Collected data entries
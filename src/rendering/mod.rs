use macroquad::prelude::*;
use crate::domain::Grid;

/// Color of a living cell (0xffffff in the classic palette)
pub const LIVING_COLOR: Color = Color::new(1.0, 1.0, 1.0, 1.0);
/// Color of a dead cell (0x3498db)
pub const DEAD_COLOR: Color = Color::new(0.204, 0.596, 0.859, 1.0);

/// Side length of the square output area, in pixels
pub fn output_size() -> f32 {
    screen_width().min(screen_height())
}

/// Renderer owns the CPU-side pixel buffer and the presentation texture.
///
/// Every render pass projects the grid into the buffer, one pixel per cell.
/// The texture is created lazily on the first pass; cells are drawn as
/// uniform blocks by scaling the N×N texture up with nearest-neighbor
/// filtering.
pub struct Renderer {
    pixels: Image,
    surface: Option<Texture2D>,
}

impl Renderer {
    pub fn new(grid_size: usize) -> Self {
        Self {
            pixels: Image::gen_image_color(grid_size as u16, grid_size as u16, DEAD_COLOR),
            surface: None,
        }
    }

    /// Project the grid into the pixel buffer and present it.
    ///
    /// The first call only creates the texture and returns; the frame is
    /// retried on the next loop iteration.
    pub fn render(&mut self, grid: &Grid) {
        let living: [u8; 4] = LIVING_COLOR.into();
        let dead: [u8; 4] = DEAD_COLOR.into();

        let data = self.pixels.get_image_data_mut();
        for (pixel, cell) in data.iter_mut().zip(grid.cells()) {
            *pixel = if cell.is_alive() { living } else { dead };
        }

        let surface = match &self.surface {
            Some(texture) => texture,
            None => {
                let texture = Texture2D::from_image(&self.pixels);
                texture.set_filter(FilterMode::Nearest);
                self.surface = Some(texture);
                return;
            }
        };

        surface.update(&self.pixels);
        let output = output_size();
        draw_texture_ex(
            surface,
            0.0,
            0.0,
            WHITE,
            DrawTextureParams {
                dest_size: Some(vec2(output, output)),
                ..Default::default()
            },
        );
    }
}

Work task »
For each line of the entries that includes "cells", show that line.

Your response »
/// The texture is created lazily on the first pass; cells are drawn as
        for (pixel, cell) in data.iter_mut().zip(grid.cells()) {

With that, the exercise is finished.